### EXERCISE REQUIREMENTS
Copy each line of the records below that has "WriteFileTool" in it.

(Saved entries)
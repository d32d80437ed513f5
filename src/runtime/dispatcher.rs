//! Tool dispatcher
//!
//! Runs a batch of tool calls in request order and turns every outcome,
//! including unknown tools, policy refusals and panics, into a result.

use crate::db::{ToolCallRequest, ToolResultContent};
use crate::tools::{
    PolicyDecision, ToolConfirmer, ToolContext, ToolExecutionPolicy, ToolOutput, ToolRegistry,
};
use serde_json::Value;
use std::sync::Arc;
use std::time::Instant;

pub struct ToolDispatcher {
    registry: Arc<ToolRegistry>,
    policy: Arc<dyn ToolExecutionPolicy>,
    confirmer: Option<Arc<dyn ToolConfirmer>>,
}

impl ToolDispatcher {
    pub fn new(
        registry: Arc<ToolRegistry>,
        policy: Arc<dyn ToolExecutionPolicy>,
        confirmer: Option<Arc<dyn ToolConfirmer>>,
    ) -> Self {
        Self {
            registry,
            policy,
            confirmer,
        }
    }

    /// One result per call, in the same order
    pub async fn dispatch(
        &self,
        calls: &[ToolCallRequest],
        ctx: &ToolContext,
    ) -> Vec<ToolResultContent> {
        let mut results = Vec::with_capacity(calls.len());
        for call in calls {
            if ctx.cancel.is_cancelled() {
                results.push(ToolResultContent::error(
                    &call.call_id,
                    &call.tool_name,
                    "Tool execution cancelled",
                ));
                continue;
            }
            results.push(self.dispatch_one(call, ctx).await);
        }
        results
    }

    async fn dispatch_one(&self, call: &ToolCallRequest, ctx: &ToolContext) -> ToolResultContent {
        let tool = match self.registry.lookup(&call.tool_name) {
            Ok(tool) => tool,
            Err(e) => {
                tracing::warn!(
                    session_id = %ctx.session_id,
                    call_id = %call.call_id,
                    tool = %call.tool_name,
                    "Model requested an unknown tool"
                );
                return ToolResultContent::error(&call.call_id, &call.tool_name, e.to_string());
            }
        };

        let spec = tool.spec();
        match self.policy.decide(&spec, call) {
            PolicyDecision::Allow => {}
            PolicyDecision::Deny { reason } => {
                tracing::info!(
                    session_id = %ctx.session_id,
                    tool = %call.tool_name,
                    reason = %reason,
                    "Tool call denied by policy"
                );
                return ToolResultContent::error(&call.call_id, &call.tool_name, reason);
            }
            PolicyDecision::Confirm => {
                let approved = match &self.confirmer {
                    Some(confirmer) => confirmer.confirm(&ctx.session_id, &spec, call).await,
                    None => false,
                };
                if !approved {
                    tracing::info!(
                        session_id = %ctx.session_id,
                        tool = %call.tool_name,
                        "Tool call not confirmed"
                    );
                    return ToolResultContent::error(
                        &call.call_id,
                        &call.tool_name,
                        format!(
                            "Tool '{}' requires confirmation and was not approved",
                            call.tool_name
                        ),
                    );
                }
            }
        }

        tracing::info!(
            session_id = %ctx.session_id,
            call_id = %call.call_id,
            tool = %call.tool_name,
            "Executing tool"
        );
        let start = Instant::now();

        let input = Value::Object(call.arguments.clone());
        let tool_ctx = ctx.clone();
        let handle = tokio::spawn(async move { tool.run(input, tool_ctx).await });

        let output = match handle.await {
            Ok(output) => output,
            Err(e) => {
                tracing::error!(tool = %call.tool_name, error = %e, "Tool task failed");
                ToolOutput::error(format!("Tool '{}' failed unexpectedly", call.tool_name))
            }
        };

        tracing::info!(
            session_id = %ctx.session_id,
            call_id = %call.call_id,
            tool = %call.tool_name,
            success = output.success,
            duration_ms = %start.elapsed().as_millis(),
            "Tool finished"
        );

        ToolResultContent {
            call_id: call.call_id.clone(),
            tool_name: call.tool_name.clone(),
            content: output.output,
            is_error: !output.success,
            kind: output.kind,
        }
    }
}

#[cfg(test)]
mod tests {
    use super::*;
    use crate::db::ResultKind;
    use crate::runtime::testing::{PanickingTool, RecordingConfirmer};
    use crate::tools::{test_context, AddTool, RuleAction, RulePolicy, WriteFileTool};
    use serde_json::json;

    fn call(id: &str, name: &str, args: Value) -> ToolCallRequest {
        ToolCallRequest::new(id, name, args.as_object().cloned().unwrap_or_default())
    }

    fn registry() -> Arc<ToolRegistry> {
        let mut registry = ToolRegistry::new();
        registry.register(Arc::new(AddTool)).unwrap();
        registry.register(Arc::new(WriteFileTool)).unwrap();
        registry.register(Arc::new(PanickingTool)).unwrap();
        Arc::new(registry)
    }

    fn dispatcher(policy: RulePolicy, confirmer: Option<Arc<dyn ToolConfirmer>>) -> ToolDispatcher {
        ToolDispatcher::new(registry(), Arc::new(policy), confirmer)
    }

    #[tokio::test]
    async fn test_results_follow_request_order() {
        let dir = tempfile::tempdir().unwrap();
        let d = dispatcher(RulePolicy::allow_all(), None);
        let calls = vec![
            call("c1", "add", json!({"a": 2, "b": 3})),
            call("c2", "add", json!({"a": 10, "b": -4})),
        ];

        let results = d.dispatch(&calls, &test_context(dir.path())).await;

        assert_eq!(results.len(), 2);
        assert_eq!(results[0].call_id, "c1");
        assert_eq!(results[0].content, "5");
        assert_eq!(results[1].call_id, "c2");
        assert_eq!(results[1].content, "6");
        assert!(results.iter().all(|r| !r.is_error));
    }

    #[tokio::test]
    async fn test_unknown_tool_does_not_stop_batch() {
        let dir = tempfile::tempdir().unwrap();
        let d = dispatcher(RulePolicy::allow_all(), None);
        let calls = vec![
            call("c1", "add", json!({"a": 1, "b": 1})),
            call("c2", "teleport", json!({})),
            call("c3", "add", json!({"a": 2, "b": 2})),
        ];

        let results = d.dispatch(&calls, &test_context(dir.path())).await;

        assert_eq!(results.len(), 3);
        assert!(!results[0].is_error);
        assert!(results[1].is_error);
        assert!(results[1].content.contains("teleport"));
        assert_eq!(results[1].tool_name, "teleport");
        assert_eq!(results[2].content, "4");
    }

    #[tokio::test]
    async fn test_invalid_arguments_become_error_result() {
        let dir = tempfile::tempdir().unwrap();
        let d = dispatcher(RulePolicy::allow_all(), None);
        let results = d
            .dispatch(&[call("c1", "add", json!({"a": "two"}))], &test_context(dir.path()))
            .await;
        assert!(results[0].is_error);
        assert!(results[0].content.starts_with("Invalid input"));
    }

    #[tokio::test]
    async fn test_panic_is_contained() {
        let dir = tempfile::tempdir().unwrap();
        let d = dispatcher(RulePolicy::allow_all(), None);
        let calls = vec![
            call("c1", "panic", json!({})),
            call("c2", "add", json!({"a": 1, "b": 2})),
        ];

        let results = d.dispatch(&calls, &test_context(dir.path())).await;

        assert!(results[0].is_error);
        assert!(results[0].content.contains("failed unexpectedly"));
        assert_eq!(results[1].content, "3");
    }

    #[tokio::test]
    async fn test_denied_tool_does_not_run() {
        let dir = tempfile::tempdir().unwrap();
        let d = dispatcher(RulePolicy::new(RuleAction::Deny), None);
        let args = json!({"name": "notes", "extension": "txt", "content": "hi"});

        let results = d
            .dispatch(&[call("c1", "write_file", args)], &test_context(dir.path()))
            .await;

        assert!(results[0].is_error);
        assert!(results[0].content.contains("disabled"));
        assert!(!dir.path().join("notes.txt").exists());
    }

    #[tokio::test]
    async fn test_confirm_without_confirmer_refuses() {
        let dir = tempfile::tempdir().unwrap();
        let d = dispatcher(RulePolicy::default(), None);
        let args = json!({"name": "notes", "extension": "txt", "content": "hi"});

        let results = d
            .dispatch(&[call("c1", "write_file", args)], &test_context(dir.path()))
            .await;

        assert!(results[0].is_error);
        assert!(results[0].content.contains("requires confirmation"));
        assert!(!dir.path().join("notes.txt").exists());
    }

    #[tokio::test]
    async fn test_confirmed_tool_runs() {
        let dir = tempfile::tempdir().unwrap();
        let confirmer = Arc::new(RecordingConfirmer::new(true));
        let d = dispatcher(RulePolicy::default(), Some(confirmer.clone()));
        let args = json!({"name": "notes", "extension": "txt", "content": "hi"});

        let results = d
            .dispatch(
                &[call("c1", "write_file", args), call("c2", "add", json!({"a": 1, "b": 1}))],
                &test_context(dir.path()),
            )
            .await;

        assert!(!results[0].is_error);
        assert_eq!(results[0].kind, ResultKind::FilePath);
        assert!(dir.path().join("notes.txt").exists());
        // Non-destructive tools never reach the confirmer
        assert_eq!(confirmer.asked(), vec!["write_file".to_string()]);
    }

    #[tokio::test]
    async fn test_declined_tool_does_not_run() {
        let dir = tempfile::tempdir().unwrap();
        let confirmer = Arc::new(RecordingConfirmer::new(false));
        let d = dispatcher(RulePolicy::default(), Some(confirmer.clone()));
        let args = json!({"name": "notes", "extension": "txt", "content": "hi"});

        let results = d
            .dispatch(&[call("c1", "write_file", args)], &test_context(dir.path()))
            .await;

        assert!(results[0].is_error);
        assert!(!dir.path().join("notes.txt").exists());
        assert_eq!(confirmer.asked().len(), 1);
    }

    #[tokio::test]
    async fn test_cancelled_batch_skips_remaining_calls() {
        let dir = tempfile::tempdir().unwrap();
        let d = dispatcher(RulePolicy::allow_all(), None);
        let ctx = test_context(dir.path());
        ctx.cancel.cancel();

        let results = d
            .dispatch(&[call("c1", "add", json!({"a": 1, "b": 1}))], &ctx)
            .await;

        assert_eq!(results.len(), 1);
        assert!(results[0].is_error);
        assert!(results[0].content.contains("cancelled"));
    }
}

### ANSWER BOX
    use crate::tools::{test_context, AddTool, RuleAction, RulePolicy, WriteFileTool};
        registry.register(Arc::new(WriteFileTool)).unwrap();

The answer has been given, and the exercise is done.